What is done in such a case is that it would be said: "Very well, we do not seem to be of one mind in this matter, so we had better postpone a decision on this until we can get some greater degree of unanimity"; and if the matter were urgent, the President, or the Taoiseach, Prime Minister, or whatever he is, would have to see some of his colleagues, individually, perhaps, and to reason with them, and try to impress upon them, if he were himself one of the majority, the need for acting in a certain way. The decision would not ordinarily be arrived at until there was substantial unanimity achieved. I hold that that is the best practice, and I hold that it is the practice that any Government would follow. I have heard, of course, of the case where somebody said: "I am in a minority of one, but the minority have it."

Is the President sure that he heard that?

Yes, I have heard it. It is a good story.

It is a very good story—if you only heard it.

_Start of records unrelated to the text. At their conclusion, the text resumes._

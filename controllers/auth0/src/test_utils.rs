//! Test utilities for unit testing reconcilers
//!
//! `view_builder` creates resource views with sensible defaults, `InMemoryStore` stands in
//! for the Kubernetes API with resource versions, finalizer semantics and conflict injection.

use crate::error::StoreError;
use crate::store::{EventRecord, ObjectStore};
use crate::view::{FINALIZER, PARTITION_ANNOTATION, ResourceKey, ResourceView};
use auth0_client::{ResourceKind, TenantAccess};
use crds::{
    EntityPolicy, EntityStatus, PassthroughDocument, SecretReference, TenantAuth, TenantReference,
    default_policy,
};
use serde_json::{Map, Value};
use std::collections::{BTreeMap, BTreeSet};
use std::sync::Mutex;

fn document(value: Value) -> Map<String, Value> {
    match value {
        Value::Object(map) => map,
        other => panic!("expected a JSON object, got {other}"),
    }
}

/// Builder for test resource views
#[derive(Debug, Clone)]
pub struct ViewBuilder {
    view: ResourceView,
}

/// Start a view of `kind` named `name` in namespace `default`.
/// Non-tenant kinds reference tenant `acme`; tenants carry auth for `<name>.auth0.com`.
pub fn view_builder(kind: ResourceKind, name: &str) -> ViewBuilder {
    let (tenant_ref, tenant_auth) = if kind == ResourceKind::Tenant {
        let auth = TenantAuth {
            domain: format!("{name}.auth0.com"),
            secret_ref: SecretReference {
                name: format!("{name}-m2m"),
                namespace: None,
            },
        };
        (None, Some(auth))
    } else {
        let tenant = TenantReference {
            namespace: None,
            name: "acme".to_string(),
        };
        (Some(tenant), None)
    };

    ViewBuilder {
        view: ResourceView {
            key: ResourceKey::new(kind, "default", name),
            uid: Some(format!("uid-{name}")),
            resource_version: Some("1".to_string()),
            generation: Some(1),
            deleting: false,
            finalizers: Vec::new(),
            annotations: BTreeMap::new(),
            labels: BTreeMap::new(),
            policy: default_policy(),
            tenant_ref,
            tenant_auth,
            find: None,
            init: None,
            conf: None,
            status: EntityStatus::default(),
        },
    }
}

impl ViewBuilder {
    pub fn namespace(mut self, namespace: &str) -> Self {
        self.view.key.namespace = namespace.to_string();
        self
    }

    pub fn policy(mut self, policy: &[EntityPolicy]) -> Self {
        self.view.policy = policy.to_vec();
        self
    }

    pub fn conf(mut self, conf: Value) -> Self {
        self.view.conf = Some(document(conf));
        self
    }

    pub fn init(mut self, init: Value) -> Self {
        self.view.init = Some(document(init));
        self
    }

    pub fn find(mut self, find: Value) -> Self {
        self.view.find = Some(document(find));
        self
    }

    pub fn status_id(mut self, id: &str) -> Self {
        self.view.status.id = Some(id.to_string());
        self
    }

    pub fn identifier(mut self, identifier: &str) -> Self {
        self.view.status.identifier = Some(identifier.to_string());
        self
    }

    pub fn last_conf(mut self, last_conf: Value) -> Self {
        self.view.status.last_conf = Some(PassthroughDocument(document(last_conf)));
        self
    }

    /// Reference tenant `name` in the same namespace
    pub fn tenant(mut self, name: &str) -> Self {
        self.view.tenant_ref = Some(TenantReference {
            namespace: None,
            name: name.to_string(),
        });
        self
    }

    pub fn no_tenant(mut self) -> Self {
        self.view.tenant_ref = None;
        self
    }

    pub fn deleting(mut self) -> Self {
        self.view.deleting = true;
        self
    }

    pub fn finalizer(mut self) -> Self {
        if !self.view.has_finalizer() {
            self.view.finalizers.push(FINALIZER.to_string());
        }
        self
    }

    pub fn partition(mut self, partition: &str) -> Self {
        self.view
            .annotations
            .insert(PARTITION_ANNOTATION.to_string(), partition.to_string());
        self
    }

    pub fn label(mut self, key: &str, value: &str) -> Self {
        self.view.labels.insert(key.to_string(), value.to_string());
        self
    }

    pub fn build(self) -> ResourceView {
        self.view
    }
}

#[derive(Debug, Default)]
struct StoreState {
    views: BTreeMap<ResourceKey, ResourceView>,
    events: Vec<(ResourceKey, EventRecord)>,
    /// Status writes that will fail with a conflict, as if someone else wrote first
    pending_conflicts: usize,
    status_writes: usize,
    missing_secrets: BTreeSet<String>,
    revision: u64,
}

impl StoreState {
    fn bump(&mut self, key: &ResourceKey) {
        self.revision += 1;
        let revision = self.revision.to_string();
        if let Some(view) = self.views.get_mut(key) {
            view.resource_version = Some(revision);
        }
    }

    fn current(&self, view: &ResourceView) -> Result<&ResourceView, StoreError> {
        let stored = self
            .views
            .get(&view.key)
            .ok_or_else(|| StoreError::NotFound(view.key.to_string()))?;
        if stored.resource_version != view.resource_version {
            return Err(StoreError::Conflict(view.key.to_string()));
        }
        Ok(stored)
    }
}

/// In-memory object store with optimistic concurrency
#[derive(Debug, Default)]
pub struct InMemoryStore {
    state: Mutex<StoreState>,
}

impl InMemoryStore {
    pub fn new() -> Self {
        Self {
            state: Mutex::new(StoreState {
                revision: 100,
                ..Default::default()
            }),
        }
    }

    /// Store a view, assigning a fresh resource version
    pub fn insert(&self, view: ResourceView) {
        let mut state = self.state.lock().unwrap();
        let key = view.key.clone();
        state.views.insert(key.clone(), view);
        state.bump(&key);
    }

    pub fn view(&self, kind: ResourceKind, name: &str) -> Option<ResourceView> {
        self.state
            .lock()
            .unwrap()
            .views
            .get(&ResourceKey::new(kind, "default", name))
            .cloned()
    }

    /// Change the declared `conf`, as an edit of the manifest would
    pub fn set_conf(&self, kind: ResourceKind, name: &str, conf: Value) {
        self.edit(kind, name, |view| view.conf = Some(document(conf)));
    }

    /// Request deletion, as `kubectl delete` would
    pub fn delete(&self, kind: ResourceKind, name: &str) {
        let key = ResourceKey::new(kind, "default", name);
        let mut state = self.state.lock().unwrap();
        let gone = match state.views.get_mut(&key) {
            Some(view) if view.finalizers.is_empty() => true,
            Some(view) => {
                view.deleting = true;
                false
            }
            None => false,
        };
        if gone {
            state.views.remove(&key);
        } else {
            state.bump(&key);
        }
    }

    /// Apply an arbitrary spec edit and bump the generation
    pub fn edit(&self, kind: ResourceKind, name: &str, change: impl FnOnce(&mut ResourceView)) {
        let key = ResourceKey::new(kind, "default", name);
        let mut state = self.state.lock().unwrap();
        if let Some(view) = state.views.get_mut(&key) {
            change(view);
            view.generation = Some(view.generation.unwrap_or(0) + 1);
        }
        state.bump(&key);
    }

    /// Fail the next `count` status writes with a conflict, bumping the resource version
    /// each time
    pub fn conflict_next_status_writes(&self, count: usize) {
        self.state.lock().unwrap().pending_conflicts = count;
    }

    /// Make the credentials secret named `name` unreadable
    pub fn remove_secret(&self, name: &str) {
        self.state.lock().unwrap().missing_secrets.insert(name.to_string());
    }

    /// Number of successful status writes
    pub fn status_writes(&self) -> usize {
        self.state.lock().unwrap().status_writes
    }

    /// Events published on the resource
    pub fn events(&self, kind: ResourceKind, name: &str) -> Vec<EventRecord> {
        let key = ResourceKey::new(kind, "default", name);
        self.state
            .lock()
            .unwrap()
            .events
            .iter()
            .filter(|(k, _)| *k == key)
            .map(|(_, event)| event.clone())
            .collect()
    }
}

#[async_trait::async_trait]
impl ObjectStore for InMemoryStore {
    async fn get(&self, key: &ResourceKey) -> Result<Option<ResourceView>, StoreError> {
        Ok(self.state.lock().unwrap().views.get(key).cloned())
    }

    async fn list(
        &self,
        kind: ResourceKind,
        namespace: Option<&str>,
    ) -> Result<Vec<ResourceView>, StoreError> {
        Ok(self
            .state
            .lock()
            .unwrap()
            .views
            .values()
            .filter(|v| v.key.kind == kind)
            .filter(|v| namespace.is_none_or(|ns| v.key.namespace == ns))
            .cloned()
            .collect())
    }

    async fn write_status(&self, view: &ResourceView, status: &EntityStatus) -> Result<(), StoreError> {
        let mut state = self.state.lock().unwrap();
        state.current(view)?;
        if state.pending_conflicts > 0 {
            state.pending_conflicts -= 1;
            state.bump(&view.key);
            return Err(StoreError::Conflict(view.key.to_string()));
        }
        if let Some(stored) = state.views.get_mut(&view.key) {
            stored.status = status.clone();
        }
        state.status_writes += 1;
        state.bump(&view.key);
        Ok(())
    }

    async fn add_finalizer(&self, view: &ResourceView) -> Result<ResourceView, StoreError> {
        let mut state = self.state.lock().unwrap();
        let current = state.current(view)?.clone();
        if current.has_finalizer() {
            return Ok(current);
        }
        if let Some(stored) = state.views.get_mut(&view.key) {
            stored.finalizers.push(FINALIZER.to_string());
        }
        state.bump(&view.key);
        state
            .views
            .get(&view.key)
            .cloned()
            .ok_or_else(|| StoreError::NotFound(view.key.to_string()))
    }

    async fn remove_finalizer(&self, view: &ResourceView) -> Result<(), StoreError> {
        let mut state = self.state.lock().unwrap();
        state.current(view)?;
        let released = match state.views.get_mut(&view.key) {
            Some(stored) => {
                stored.finalizers.retain(|f| f != FINALIZER);
                stored.deleting && stored.finalizers.is_empty()
            }
            None => false,
        };
        if released {
            state.views.remove(&view.key);
        } else {
            state.bump(&view.key);
        }
        Ok(())
    }

    async fn read_tenant_credentials(&self, tenant: &ResourceView) -> Result<TenantAccess, StoreError> {
        let auth = tenant.tenant_auth.as_ref().ok_or_else(|| StoreError::Credentials {
            secret: tenant.key.to_string(),
            reason: "tenant declares no auth block".to_string(),
        })?;
        if self
            .state
            .lock()
            .unwrap()
            .missing_secrets
            .contains(&auth.secret_ref.name)
        {
            return Err(StoreError::Credentials {
                secret: auth.secret_ref.name.clone(),
                reason: "not found".to_string(),
            });
        }
        Ok(TenantAccess {
            domain: auth.domain.clone(),
            client_id: "m2m".to_string(),
            client_secret: "secret".to_string(),
        })
    }

    async fn publish_event(&self, view: &ResourceView, event: EventRecord) -> Result<(), StoreError> {
        self.state
            .lock()
            .unwrap()
            .events
            .push((view.key.clone(), event));
        Ok(())
    }
}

Well, it may or it may not be actually true, but I have heard of it. The point is this: that if there was a position which the Prime Minister held very strongly, even in opposition to his colleagues, and the situation was that he had to accept, completely and absolutely, something with which he differed strongly enough, he would have to resigned. He could not carry on, because it would mean that he was being forced into a policy which he felt was altogether against his judgment. The same line is open to any member of the Government. No person is bound to remain a member of the Government. If there is a position in which any member of the Government holds very strongly against any combined action that is suggested, he has a way out; but I think there ought to be a way out also to enable the team to work, and if it should happen that one member, or even one or two members, for instance, were completely holding up the work of the Government and taking up the position that they would not agree, and if as a result it was found to be impossible to work with them and carry on as a team, then the situation, clearly, should be changed. At present, it would be changed by the President—the head of the Government—coming to the Dáil and the Government, as a whole, resigning, although it was due, let us say, to the particular attitude that a single member was taking up.

I think that that is wrong. I think it ought to be possible to say to that member: "Obviously, you are not working with us as a team; you do not think the same as we do, and you are holding up our work, and we think you ought to resign." Then, if he does not resign, it ought to be possible for the man who is responsible in the first instance for nominating him as a member of the team, to go to the President and ask that his appointment be terminated. As I say, that cannot be done in the dark, because the head of the Government would have to come to the Dáil and explain the situation. Questions would be asked as to why the resignation took place or why the appointment was terminated, and he would also have to face the Dáil on the question of a new appointment. So that it seems to me that, in this Constitution here, you have a simple way by which the thing should be done, and I think the responsibility should be placed definitely on the person and that he should take full responsibility for the person on whose shoulders originally was placed the responsibility of nominating the team.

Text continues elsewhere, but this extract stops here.